We have so much to be grateful for thanks to cows, including delicious milk! To keep your cows healthy and reduce the risk of milk contamination, it’s important to care for and protect your cow’s udders.
Taking Care of Your Cow’s Udders: 4 Tips
A cow’s udders are one of the most important parts of their bodies. They produce milk and help feed their young. Therefore, it’s important to take care of them and make sure they are clean and healthy. Here are some tips to help!
Clean the Udders Before Milking
The first thing you should do is always clean your cow’s udders before milking. Cleaning a cow’s udders doesn’t have to be a complicated process, either. Some farmers just recommend using a clean cloth or paper towel and wiping them with a cleanser like Vetericyn Utility Spray–a safe and non-toxic alternative.
After rinsing your cow’s udders, make sure to dry them thoroughly and wash and disinfect your hands. Drying the udders helps reduce the risk of contaminated water leaking into the teat cups.
Use a Pre-Milk and Post-Milk Sanitation Dip
Another great way to keep your cow’s udders clean is to sanitize them both before and after milking. Sanitizing before decreases the risk of contamination between the teats and the milking machines (or your hands). Look for a pre-dip sanitizer that can treat environmental bacteria such as:
- Streptococcus uberis
- Escherichia coli
- Klebsiella pneumoniae
Usually, you use these pre-dip sanitizers after rinsing the teats in the first step, but before milking. After milking, you can use a post-milking antiseptic. These antiseptics help reduce the risk of mastitis because they reduce the rate of infections, and they help clean, disinfect, and seal the teat opening. Some people might prefer a spray, but a tip can be more comprehensive and cover the teat surface better. Remember, sanitation is also important when you perform a naval dip on calves.
Reduce the Risk of Injury
A cow’s udders are prone to injury due to their size and placement. Therefore it’s important to limit the risk of injury as much as possible. Their teats can be injured on milking machines, by their own hooves and bumping them on their barn.
One way to prevent these injuries is to provide your cow with a soft, clean place to stay. You should also keep their hooves trimmed to minimize the risk of scratching the udders.
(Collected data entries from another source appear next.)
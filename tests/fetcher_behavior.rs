//! Behavior-driven tests for the concurrent fetcher
//!
//! These tests verify HOW a fetch batch behaves when some or all of its
//! requests fail, time out or succeed.

use std::collections::HashMap;
use std::future::Future;
use std::pin::Pin;
use std::sync::Arc;
use std::time::{Duration, Instant};

use prodcal_core::{
    ConcurrentFetcher, FetchError, FetchOptions, HttpClient, HttpError, HttpErrorKind,
    HttpRequest, HttpResponse, ReqwestHttpClient,
};
use tokio::io::{AsyncReadExt, AsyncWriteExt};
use tokio::net::TcpListener;

/// Transport that answers each URL after a scripted delay.
struct DelayedClient {
    routes: HashMap<String, (Duration, Result<HttpResponse, HttpError>)>,
}

impl DelayedClient {
    fn new() -> Self {
        Self {
            routes: HashMap::new(),
        }
    }

    fn answer(mut self, url: &str, delay: Duration, body: &str) -> Self {
        self.routes
            .insert(url.to_owned(), (delay, Ok(HttpResponse::ok(url, body))));
        self
    }

    fn refuse(mut self, url: &str) -> Self {
        self.routes.insert(
            url.to_owned(),
            (
                Duration::ZERO,
                Err(HttpError::new(HttpErrorKind::Connect, url, "connection refused")),
            ),
        );
        self
    }
}

impl HttpClient for DelayedClient {
    fn execute<'a>(
        &'a self,
        request: HttpRequest,
    ) -> Pin<Box<dyn Future<Output = Result<HttpResponse, HttpError>> + Send + 'a>> {
        Box::pin(async move {
            let Some((delay, outcome)) = self.routes.get(&request.url) else {
                return Err(HttpError::new(
                    HttpErrorKind::Connect,
                    request.url,
                    "no route to host",
                ));
            };
            tokio::time::sleep(*delay).await;
            outcome.clone()
        })
    }
}

fn fast_options() -> FetchOptions {
    FetchOptions {
        timeout: Duration::from_millis(200),
        connect_timeout: Duration::from_millis(200),
        fail_on_non_success_status: true,
    }
}

// =============================================================================
// Partial failure
// =============================================================================

#[tokio::test]
async fn when_one_request_succeeds_and_two_time_out_the_batch_returns_one_body() {
    // Given: One fast year and two years slower than the timeout
    let client = DelayedClient::new()
        .answer("https://feed.test/2022", Duration::from_millis(10), "2022")
        .answer("https://feed.test/2023", Duration::from_secs(30), "2023")
        .answer("https://feed.test/2024", Duration::from_secs(30), "2024");
    let fetcher = ConcurrentFetcher::new(Arc::new(client), fast_options());

    // When: All three are fetched
    let started = Instant::now();
    let bodies = fetcher
        .query([
            "https://feed.test/2022",
            "https://feed.test/2023",
            "https://feed.test/2024",
        ])
        .await
        .expect("one success is enough");

    // Then: Exactly the fast body arrives and slow requests were abandoned
    assert_eq!(bodies.len(), 1);
    assert_eq!(bodies["https://feed.test/2022"], "2022");
    assert!(started.elapsed() < Duration::from_secs(5));
}

#[tokio::test]
async fn when_every_request_fails_the_batch_fails_with_each_message() {
    let client = DelayedClient::new()
        .refuse("https://feed.test/2022")
        .answer("https://feed.test/2023", Duration::from_secs(30), "late");
    let fetcher = ConcurrentFetcher::new(Arc::new(client), fast_options());

    let error = fetcher
        .query([
            "https://feed.test/2022",
            "https://feed.test/2023",
            "https://feed.test/2024",
        ])
        .await
        .expect_err("nothing arrived");

    let FetchError::FetchFailed { errors } = &error;
    assert_eq!(errors.len(), 3);
    assert_eq!(
        errors
            .iter()
            .filter(|e| e.kind() == HttpErrorKind::Timeout)
            .count(),
        1
    );
    let message = error.to_string();
    assert!(message.contains("connection refused"));
    assert!(message.contains("no route to host"));
}

#[tokio::test]
async fn when_requests_run_concurrently_latency_does_not_add_up() {
    // Given: Five requests that each take 150 ms
    let mut client = DelayedClient::new();
    let urls: Vec<String> = (2020..2025)
        .map(|year| format!("https://feed.test/{year}"))
        .collect();
    for url in &urls {
        client = client.answer(url, Duration::from_millis(150), "ok");
    }
    let options = FetchOptions {
        timeout: Duration::from_secs(2),
        ..fast_options()
    };
    let fetcher = ConcurrentFetcher::new(Arc::new(client), options);

    // When
    let started = Instant::now();
    let bodies = fetcher.query(urls).await.expect("all succeed");

    // Then: The batch takes about one request, not five
    assert_eq!(bodies.len(), 5);
    assert!(started.elapsed() < Duration::from_millis(700));
}

// =============================================================================
// Real transport
// =============================================================================

async fn serve_once(listener: TcpListener, status_line: &'static str, body: &'static str) {
    if let Ok((mut socket, _)) = listener.accept().await {
        let mut buffer = [0_u8; 2048];
        let _ = socket.read(&mut buffer).await;
        let response = format!(
            "HTTP/1.1 {status_line}\r\ncontent-type: application/xml\r\ncontent-length: {}\r\nconnection: close\r\n\r\n{body}",
            body.len()
        );
        let _ = socket.write_all(response.as_bytes()).await;
        let _ = socket.shutdown().await;
    }
}

fn loopback_client(options: &FetchOptions) -> ReqwestHttpClient {
    let client = reqwest::Client::builder()
        .no_proxy()
        .connect_timeout(options.connect_timeout)
        .build()
        .expect("reqwest client");
    ReqwestHttpClient::with_client(client)
}

#[tokio::test]
async fn when_reqwest_transport_is_used_bodies_are_keyed_by_effective_url() {
    let listener = TcpListener::bind("127.0.0.1:0").await.expect("bind loopback");
    let address = listener.local_addr().expect("local address");
    let server = tokio::spawn(serve_once(listener, "200 OK", "<calendar year=\"2024\"/>"));

    let options = FetchOptions {
        timeout: Duration::from_secs(5),
        connect_timeout: Duration::from_secs(5),
        fail_on_non_success_status: true,
    };
    let fetcher = ConcurrentFetcher::new(Arc::new(loopback_client(&options)), options);
    let url = format!("http://{address}/2024/calendar.xml");

    let bodies = fetcher.query([url.clone()]).await.expect("loopback reachable");
    server.await.expect("server task");

    assert_eq!(bodies.get(&url).map(String::as_str), Some("<calendar year=\"2024\"/>"));
}

#[tokio::test]
async fn when_server_answers_with_an_error_status_the_request_fails() {
    let listener = TcpListener::bind("127.0.0.1:0").await.expect("bind loopback");
    let address = listener.local_addr().expect("local address");
    let server = tokio::spawn(serve_once(listener, "404 Not Found", "missing"));

    let options = FetchOptions {
        timeout: Duration::from_secs(5),
        connect_timeout: Duration::from_secs(5),
        fail_on_non_success_status: true,
    };
    let fetcher = ConcurrentFetcher::new(Arc::new(loopback_client(&options)), options);

    let error = fetcher
        .query([format!("http://{address}/2030/calendar.xml")])
        .await
        .expect_err("404 rejected");
    server.await.expect("server task");

    assert_eq!(error.errors()[0].kind(), HttpErrorKind::Status);
}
If your cow does injure their udders, treat the wound quickly and carefully by applying direct pressure. You can use an antimicrobial gel to speed up healing and reduce the risk of infection.
Monitor Udder Health
The most important thing you can do to protect your cow’s udders is to monitor them for health issues regularly. A few of the most common things to look out for when examining your cow include:
- Mastitis – Mastitis is the infection of the mammary glands and is likely the most common udder issue you might face. To help prevent mastitis, follow the tips above and also make sure your cows are stored in a clean, dry area away from any mud or moisture. This is especially important during the winter. Make sure you provide your cows with a well-maintained pasture or clean, well-bedded barn.
- Blocked Teats – Blocked teats can occur for a variety of reasons and result in limited or no milk production. They can be caused by mastitis, injury, or genetics.
- Udder Sores – Udder sores are common wounds that can be caused when bacteria and moisture get trapped between the two halves of the udder. This can cause skin issues, sores, or fungal infections. This is especially common for the first three months after birthing. This increase in bacteria can then lead to mastitis, as we mentioned above. To help prevent udder sores, keep your cow’s area clean and try. Make sure to monitor their teats regularly and treat any infection as soon as possible. Your vet may prescribe a topical treatment.
- Frozen Teats – If you live somewhere cold, frozen teats are a legitimate concern. This happens when a cow’s teats freeze during the weeks before birthing. It presents itself like a burn and results in extremely sensitive skin and a scab forms. Because of this, your cow will likely not want to be milked or nursed. In addition, the scab can harbor bacteria, which can turn into a larger issue. To prevent this, monitor your cow’s udders before they are due to give birth and look for any tissue or skin damage. Also, keep your cow in a warm, dry place with deep, soft bedding.
Udder health is extremely important for milk production, your cow’s overall health, and your herd’s future. Make sure to pay attention and take care of your cow’s udders by cleaning them regularly, sanitizing them before and after milking, reducing the risk of injuries, and monitoring their health.